If you read 1 Thessalonians 3 in its entirety—and maybe read the whole book like the letter it is, instead of breaking it up into paragraphs, then analyzing the crap out of each paragraph, much like preachers in a sermon series, or me in these articles—you notice how Paul, Silas, and Timothy went on and on and on about how they missed the Thessalonians, fretted about the Thessalonians, wanted so very badly to visit the Thessalonians (well not so much Timothy; he was just there), and were thrilled to pieces about how well the Thessalonians were doing.

So in today’s paragraph, they finally wrap all that up.
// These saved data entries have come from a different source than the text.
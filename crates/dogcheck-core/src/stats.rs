//! Summary statistics reduced from a [`ResultTable`].
//!
//! Two conventions coexist and are kept on purpose. `pct_correct_dogs` and
//! `pct_correct_non_dogs` are percentages (x100) and fall back to `0.0` when
//! their denominator is zero. `pct_correct_breed` and `pct_label_matches` are
//! plain fractions in `[0, 1]` and fail with [`Error::DivisionByZero`] on a
//! zero denominator, so degenerate runs are not reported as 0%.

use schemars::JsonSchema;
use serde::{Deserialize, Serialize};

use crate::error::{Error, Result};
use crate::record::ResultTable;

/// Raw counters from a single pass over the table.
#[derive(Debug, Clone, Copy, Default, PartialEq, Eq, Serialize, Deserialize, JsonSchema)]
pub struct ResultCounts {
    pub n_images: u64,
    pub n_dogs: u64,
    pub n_dogs_classified: u64,
    pub n_non_dogs_classified: u64,
    pub n_correct_breed: u64,
    pub n_label_matches: u64,
}

impl ResultCounts {
    pub fn n_non_dogs(&self) -> u64 {
        self.n_images - self.n_dogs
    }

    /// Share of dogs the classifier also called a dog, x100.
    pub fn pct_correct_dogs(&self) -> f64 {
        if self.n_dogs > 0 {
            self.n_dogs_classified as f64 / self.n_dogs as f64 * 100.0
        } else {
            0.0
        }
    }

    /// Share of non-dogs the classifier also called a non-dog, x100.
    pub fn pct_correct_non_dogs(&self) -> f64 {
        if self.n_images != self.n_dogs {
            self.n_non_dogs_classified as f64 / self.n_non_dogs() as f64 * 100.0
        } else {
            0.0
        }
    }

    /// Fraction of dogs whose breed label matched.
    pub fn pct_correct_breed(&self) -> Result<f64> {
        ratio(self.n_correct_breed, self.n_dogs, "pct_correct_breed")
    }

    /// Fraction of all images whose label matched.
    pub fn pct_label_matches(&self) -> Result<f64> {
        ratio(self.n_label_matches, self.n_images, "pct_label_matches")
    }
}

fn ratio(numerator: u64, denominator: u64, statistic: &'static str) -> Result<f64> {
    if denominator == 0 {
        return Err(Error::DivisionByZero { statistic });
    }
    Ok(numerator as f64 / denominator as f64)
}

/// Count every statistic in one pass. Never fails.
pub fn tally(table: &ResultTable) -> ResultCounts {
    let mut counts = ResultCounts::default();
    for record in table.records() {
        counts.n_images += 1;
        let agree = record.dog_agreement();
        if record.ground_truth_is_dog {
            counts.n_dogs += 1;
            if agree {
                counts.n_dogs_classified += 1;
            }
            if record.labels_match {
                counts.n_correct_breed += 1;
            }
        } else if agree {
            counts.n_non_dogs_classified += 1;
        }

        if record.labels_match {
            counts.n_label_matches += 1;
        }
    }
    counts
}

/// Full statistics set for a finished table.
#[derive(Debug, Clone, Copy, PartialEq, Serialize, Deserialize, JsonSchema)]
pub struct SummaryStatistics {
    pub n_images: u64,
    pub n_dogs: u64,
    pub n_dogs_classified: u64,
    pub n_non_dogs_classified: u64,
    pub n_correct_breed: u64,
    pub n_label_matches: u64,
    /// Percentage (0-100).
    pub pct_correct_dogs: f64,
    /// Percentage (0-100).
    pub pct_correct_non_dogs: f64,
    /// Fraction (0-1).
    pub pct_correct_breed: f64,
    /// Fraction (0-1).
    pub pct_label_matches: f64,
}

impl SummaryStatistics {
    pub fn from_counts(counts: &ResultCounts) -> Result<Self> {
        Ok(Self {
            n_images: counts.n_images,
            n_dogs: counts.n_dogs,
            n_dogs_classified: counts.n_dogs_classified,
            n_non_dogs_classified: counts.n_non_dogs_classified,
            n_correct_breed: counts.n_correct_breed,
            n_label_matches: counts.n_label_matches,
            pct_correct_dogs: counts.pct_correct_dogs(),
            pct_correct_non_dogs: counts.pct_correct_non_dogs(),
            pct_correct_breed: counts.pct_correct_breed()?,
            pct_label_matches: counts.pct_label_matches()?,
        })
    }

    pub fn n_non_dogs(&self) -> u64 {
        self.n_images - self.n_dogs
    }

    /// True when the classifier got dog / not-dog wrong for any image.
    pub fn has_dog_mistakes(&self) -> bool {
        self.n_dogs != self.n_dogs_classified || self.n_non_dogs() != self.n_non_dogs_classified
    }

    /// Statistic names and values in their fixed order.
    pub fn entries(&self) -> [(&'static str, f64); 10] {
        [
            ("n_images", self.n_images as f64),
            ("n_dogs", self.n_dogs as f64),
            ("n_dogs_classified", self.n_dogs_classified as f64),
            ("n_non_dogs_classified", self.n_non_dogs_classified as f64),
            ("n_correct_breed", self.n_correct_breed as f64),
            ("n_label_matches", self.n_label_matches as f64),
            ("pct_correct_dogs", self.pct_correct_dogs),
            ("pct_correct_non_dogs", self.pct_correct_non_dogs),
            ("pct_correct_breed", self.pct_correct_breed),
            ("pct_label_matches", self.pct_label_matches),
        ]
    }

    pub fn get(&self, name: &str) -> Option<f64> {
        self.entries()
            .into_iter()
            .find(|(key, _)| *key == name)
            .map(|(_, value)| value)
    }
}

/// Reduce a complete table to its summary statistics.
///
/// Pure and repeatable. Fails when there are no dogs or no images, because
/// the two fractional statistics are undefined in that case.
pub fn summarize(table: &ResultTable) -> Result<SummaryStatistics> {
    SummaryStatistics::from_counts(&tally(table))
}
1 Thessalonians 3.11-13 KWL
11 God himself, and our Father, and our Master Jesus,
has hopefully directed our path to you.
12 The Master hopefully provided more than enough for you,
in love for one another and for all, just as we also have for you.
13 All to strengthen your blameless minds in holiness before God our Father.
Namely at the second coming of our Master Jesus with all his saints. Amen.
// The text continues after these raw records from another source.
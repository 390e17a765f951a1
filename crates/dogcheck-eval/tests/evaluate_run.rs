use std::fs;
use std::path::{Path, PathBuf};

use dogcheck_core::{Architecture, DogNames};
use dogcheck_eval::{
    EvalError, EvaluateOptions, EvaluationEngine, MetricsReport, PredictionTable,
    collect_pet_labels,
};

const DOG_NAMES: &str = "beagle\n\
    walker hound, walker foxhound\n\
    great dane\n\
    boxer\n";

const PREDICTIONS: &str = "image,model,labels\n\
    Beagle_01125.jpg,vgg,beagle\n\
    Great_dane_05320.jpg,vgg,boxer\n\
    skunk_029.jpg,vgg,\"skunk, polecat, wood pussy\"\n\
    cat_01.jpg,vgg,\"walker hound, walker foxhound\"\n\
    Beagle_01125.jpg,resnet,\"Walker Hound, walker foxhound\"\n";

fn temp_dir(label: &str) -> PathBuf {
    let mut dir = std::env::temp_dir();
    dir.push(format!("dogcheck_eval_{label}_{}", uuid::Uuid::new_v4()));
    fs::create_dir_all(&dir).expect("create temp dir");
    dir
}

fn pet_images() -> PathBuf {
    let dir = temp_dir("pets");
    for name in [
        "Beagle_01125.jpg",
        "Great_dane_05320.jpg",
        "skunk_029.jpg",
        "cat_01.jpg",
        ".DS_Store",
    ] {
        fs::write(dir.join(name), b"").expect("write image");
    }
    fs::create_dir_all(dir.join("nested")).expect("create nested dir");
    dir
}

fn item(dir: &Path, name: &str) -> String {
    dir.join(name).to_string_lossy().into_owned()
}

#[test]
fn collects_labels_from_visible_files_only() {
    let dir = pet_images();
    let labels = collect_pet_labels(&dir).expect("collect labels");

    assert_eq!(labels.len(), 4);
    assert_eq!(labels[&item(&dir, "Beagle_01125.jpg")], "beagle");
    assert_eq!(labels[&item(&dir, "Great_dane_05320.jpg")], "great dane");
    assert!(!labels.contains_key(&item(&dir, ".DS_Store")));
}

#[test]
fn missing_image_dir_is_invalid_dataset() {
    let dir = std::env::temp_dir().join(format!("dogcheck_eval_missing_{}", uuid::Uuid::new_v4()));
    let err = collect_pet_labels(&dir).unwrap_err();
    assert!(matches!(err, EvalError::InvalidDataset(_)));
}

#[test]
fn evaluates_directory_and_writes_artifacts() {
    let dir = pet_images();
    let out_dir = temp_dir("out");
    let labels = collect_pet_labels(&dir).expect("collect labels");
    let predictions =
        PredictionTable::from_reader(PREDICTIONS.as_bytes()).expect("parse predictions");
    let dog_names = DogNames::parse(DOG_NAMES);

    let options = EvaluateOptions {
        print_incorrect_dogs: true,
        print_incorrect_breed: true,
        run_id: Some("test-run".to_string()),
        out_dir: Some(out_dir.clone()),
    };
    let result = EvaluationEngine::new(options)
        .run(&labels, &predictions, Architecture::Vgg, &dog_names)
        .expect("run evaluation");

    let stats = result.metrics.statistics;
    assert_eq!(stats.n_images, 4);
    assert_eq!(stats.n_dogs, 2);
    assert_eq!(stats.n_dogs_classified, 2);
    assert_eq!(stats.n_non_dogs_classified, 1);
    assert_eq!(stats.n_correct_breed, 1);
    assert_eq!(stats.n_label_matches, 2);
    assert_eq!(stats.pct_correct_dogs, 100.0);
    assert_eq!(stats.pct_correct_non_dogs, 50.0);
    assert_eq!(stats.pct_correct_breed, 0.5);
    assert_eq!(stats.pct_label_matches, 0.5);
    assert_eq!(result.metrics.mistakes.incorrect_dogs, 1);
    assert_eq!(result.metrics.mistakes.incorrect_breeds, 1);

    let metrics_path = result.metrics_path.expect("metrics path");
    let stored: MetricsReport =
        serde_json::from_str(&fs::read_to_string(metrics_path).expect("read metrics"))
            .expect("parse metrics");
    assert_eq!(stored, result.metrics);
    assert_eq!(stored.run_id, "test-run");

    let report = fs::read_to_string(result.report_path.expect("report path")).expect("read report");
    assert_eq!(report, result.report);
    assert!(report.contains("Mistakes were made!"));
    assert!(report.contains("cat_01.jpg is not a dog."));
    assert!(report.contains("is \"great dane\" not \"boxer\"."));

    let results = fs::read_to_string(result.results_path.expect("results path")).expect("read csv");
    let mut lines = results.lines();
    assert_eq!(
        lines.next(),
        Some("image,ground_truth_label,classifier_output,labels_match,ground_truth_is_dog,classifier_is_dog")
    );
    assert_eq!(lines.count(), 4);
}

#[test]
fn missing_prediction_fails_the_whole_batch() {
    let dir = pet_images();
    let out_dir = temp_dir("out_failed");
    let labels = collect_pet_labels(&dir).expect("collect labels");
    let predictions =
        PredictionTable::from_reader(PREDICTIONS.as_bytes()).expect("parse predictions");

    let options = EvaluateOptions {
        out_dir: Some(out_dir.clone()),
        ..EvaluateOptions::default()
    };
    let err = EvaluationEngine::new(options)
        .run(&labels, &predictions, Architecture::Resnet, &DogNames::parse(DOG_NAMES))
        .unwrap_err();

    assert!(matches!(
        err,
        EvalError::ClassifierFailure {
            model: Architecture::Resnet,
            ..
        }
    ));
    assert!(!out_dir.join("metrics.json").exists());
}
And y’notice they start to move to the next subject-area of the letter: The second coming.

The word the apostles used is παρουσίᾳ/parusía, “coming” or “arrival.” Jesus’s first coming is the time from his birth to his rapture. His second is when he takes over the world. Yes, he makes various visits to individual Christians, like Paul Ac 9.3-6 and Ananias Ac 9.10 and John. Rv 1.12-13 But those aren’t proper comings, ’cause they’re not appearances to everyone. In the second coming, Jesus comes back the same way he left Ac 1.11 —in the clouds with great power. Mk 13.26

Yeah, there are various weird interpretations of what the second coming consists of. No doubt you know one or two. So did the Thessalonians.

When a church holds firm. Or doesn’t.

by K.W. Leslie, 01 March 2021

1 Thessalonians 3.6-10.

The biggest worry for any apostle, for any ministry leader or missionary or evangelist, is their work might be for nothing.

That everybody they’ve worked with were only running high on emotion: They were excited about this new thing they were trying out, were feeding off the adrenalin and other people’s zeal, were feeling their own endorphins instead of the Holy Spirit… or were faking it because everybody else seemed to be so into it. That as soon as the apostle leaves, everything they built just collapses, because nothing else was holding things together.

Because this happens. Has happened before to a lot of apostles. No doubt happened to Paul, Silas, and Timothy.

Acts records the places Paul went, and the churches he either found there, or started there… or didn’t. It doesn’t mention the churches he started which flopped. Sometimes that’s because Luke simply didn’t have the data. But if failed churches weren’t a real thing, the apostles who 1 Thessalonians wouldn’t have this worry! If they had nothing but success everywhere, they’d presume the Holy Spirit would guarantee more of the same.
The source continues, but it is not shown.